It would be hard to overstate the influence that St. Thomas Aquinas (1225–1274) has had on both the Catholic world and the West as a whole over the last 750 years. Even in secular circles, Aquinas is known as one of the most important medieval philosophers, and in many respects a harbinger of the Renaissance that began to flourish across Europe in the centuries that followed his life. His groundbreaking work, Summa Theologica, remains one of the most influential philosophical texts in history, earning him a place in the pantheon alongside Plato, Aristotle, and Socrates.
Aquinas had just as great an influence on Christianity as well. His philosophical works forged and established natural theology, squaring Catholicism with reason and logic, the ideals and aspects of modern thought that really took hold during the Renaissance. With his work on logic, theology, and metaphysics, as one of the Church’s Doctors, Thomas Aquinas remains the Catholic Church’s greatest theologian and philosopher, and he is still held out by the Church as the role model for those studying to become a Catholic priest.

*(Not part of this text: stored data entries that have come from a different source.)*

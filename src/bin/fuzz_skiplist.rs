//! AFL fuzz harness for the skip list.
//!
//! Decodes the input into a sequence of operations, applies them to a skip
//! list and a `BTreeMap`, and checks after every step that both agree and
//! that every distance counter is exact.
//!
//! Levels come from the input too, so the fuzzer can steer the shape of the
//! list instead of relying on the geometric policy.

use std::cell::RefCell;
use std::collections::BTreeMap;
use std::rc::Rc;

use afl::fuzz;
use indexed_skiplist::SkipList;

const MAX_LEVEL: usize = 8;

/// Operation types the fuzzer can generate
#[derive(Debug, Clone, Copy)]
enum FuzzOp {
    /// Insert or override `key`; `level` is used if a tower is created
    Set { key: u8, level: u8 },
    Remove { key: u8 },
    /// Remove at a fraction of the current length
    RemoveByPos { pos_frac: u8 },
    GetByPos { pos_frac: u8 },
}

impl FuzzOp {
    fn from_bytes(bytes: &[u8]) -> Option<(FuzzOp, &[u8])> {
        if bytes.is_empty() {
            return None;
        }

        let op_type = bytes[0] % 4;
        let rest = &bytes[1..];

        match op_type {
            0 if rest.len() >= 2 => Some((
                FuzzOp::Set {
                    key: rest[0],
                    level: rest[1],
                },
                &rest[2..],
            )),
            1 if !rest.is_empty() => Some((FuzzOp::Remove { key: rest[0] }, &rest[1..])),
            2 if !rest.is_empty() => Some((FuzzOp::RemoveByPos { pos_frac: rest[0] }, &rest[1..])),
            3 if !rest.is_empty() => Some((FuzzOp::GetByPos { pos_frac: rest[0] }, &rest[1..])),
            _ => None,
        }
    }
}

fn pos_of(pos_frac: u8, len: usize) -> usize {
    (pos_frac as usize * len / 256).min(len.saturating_sub(1))
}

fn main() {
    fuzz!(|data: &[u8]| {
        // The policy reads the level the current Set op asked for
        let next_level = Rc::new(RefCell::new(1usize));
        let policy_level = Rc::clone(&next_level);
        let mut list: SkipList<u8, usize> = SkipList::builder()
            .max_level(MAX_LEVEL)
            .level_policy(move |_p: f64, _max: usize| *policy_level.borrow())
            .build();
        let mut model: BTreeMap<u8, usize> = BTreeMap::new();
        let mut remaining = data;
        let mut step = 0usize;

        while let Some((op, rest)) = FuzzOp::from_bytes(remaining) {
            remaining = rest;
            step += 1;

            match op {
                FuzzOp::Set { key, level } => {
                    *next_level.borrow_mut() = 1 + level as usize % MAX_LEVEL;
                    let existed = model.insert(key, step).is_some();
                    let (_, rank, inserted) = list.set(key, step);
                    assert_eq!(inserted, !existed);
                    assert_eq!(rank, model.range(..key).count());
                }

                FuzzOp::Remove { key } => {
                    let expected = model.remove(&key);
                    let removed = list.remove(&key).map(|(tower, _)| *tower.value());
                    assert_eq!(removed, expected);
                }

                FuzzOp::RemoveByPos { pos_frac } => {
                    if model.is_empty() {
                        assert!(list.remove_by_pos(0).is_none());
                        continue;
                    }
                    let pos = pos_of(pos_frac, model.len());
                    let key = *model.keys().nth(pos).unwrap();
                    model.remove(&key);
                    let tower = list.remove_by_pos(pos).unwrap();
                    assert_eq!(tower.key(), &key);
                }

                FuzzOp::GetByPos { pos_frac } => {
                    let pos = pos_of(pos_frac, model.len());
                    let expected = model.keys().nth(pos);
                    assert_eq!(list.get_by_pos(pos).map(|t| t.key()), expected);
                }
            }

            assert_eq!(list.len(), model.len());
            list.check_invariants();
        }
    });
}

Of all of the important Catholic men and women who have been venerated over the last 2,000 years, one of the faith’s most popular and influential men also lived one of the most unique lives. Like Roman Emperor Constantine the Great, St. Ignatius of Loyola (1491–1556) found God about as far away from church as possible; it was during military service that he underwent a remarkable conversion.
A Spanish knight who hailed from a noble Basque family, Ignatius seemed destined for military glory until he was badly wounded in 1521 during the Battle of Pamplona. While convalescing, Ignatius began reading De Vita Christi by Ludolph of Saxony, after which he began a tireless career in service of the Catholic Church. After spending several years studying the faith, Ignatius formed the Society of Jesus in 1539, and as its Superior General, he sent followers as missionaries across Europe to create schools, colleges, and seminaries. The Jesuits remain active across the world nearly 500 years later. By 1548, he had published his famous Spiritual Exercises, which help the faithful commit themselves to Christ by conducting different mental exercises. The Spiritual Exercises continue to be wildly popular across the world today, even among non-Catholics.
By the time Ignatius died in 1556, he was one of the most important Catholics of the Counter-Reformation, and it took less than 100 years for him to be beatified and canonized as a saint.
Alongside St. Ignatius, who founded the Jesuits, St. Francis of Assisi is widely regarded as one of the most venerated saints in the Catholic Church due to his work establishing religious Orders that have done an incalculable amount of good and service for societies. Like St. Ignatius, St. Francis also got his start as a soldier who experienced a vision that put him on a more divine path.
St. Francis eventually became a pillar of the Church, both living in poverty to assist those in greatest need and in establishing the Franciscan Order, the Order of Poor Clares, an enclosed order for women, and the Third Order of Brothers and Sisters of Penance. Near the end of his life, he became the first person recorded in history to bear the stigmata, the Passion wounds that Christ suffered in crucifixion, which only added to his ultimate aura and legacy.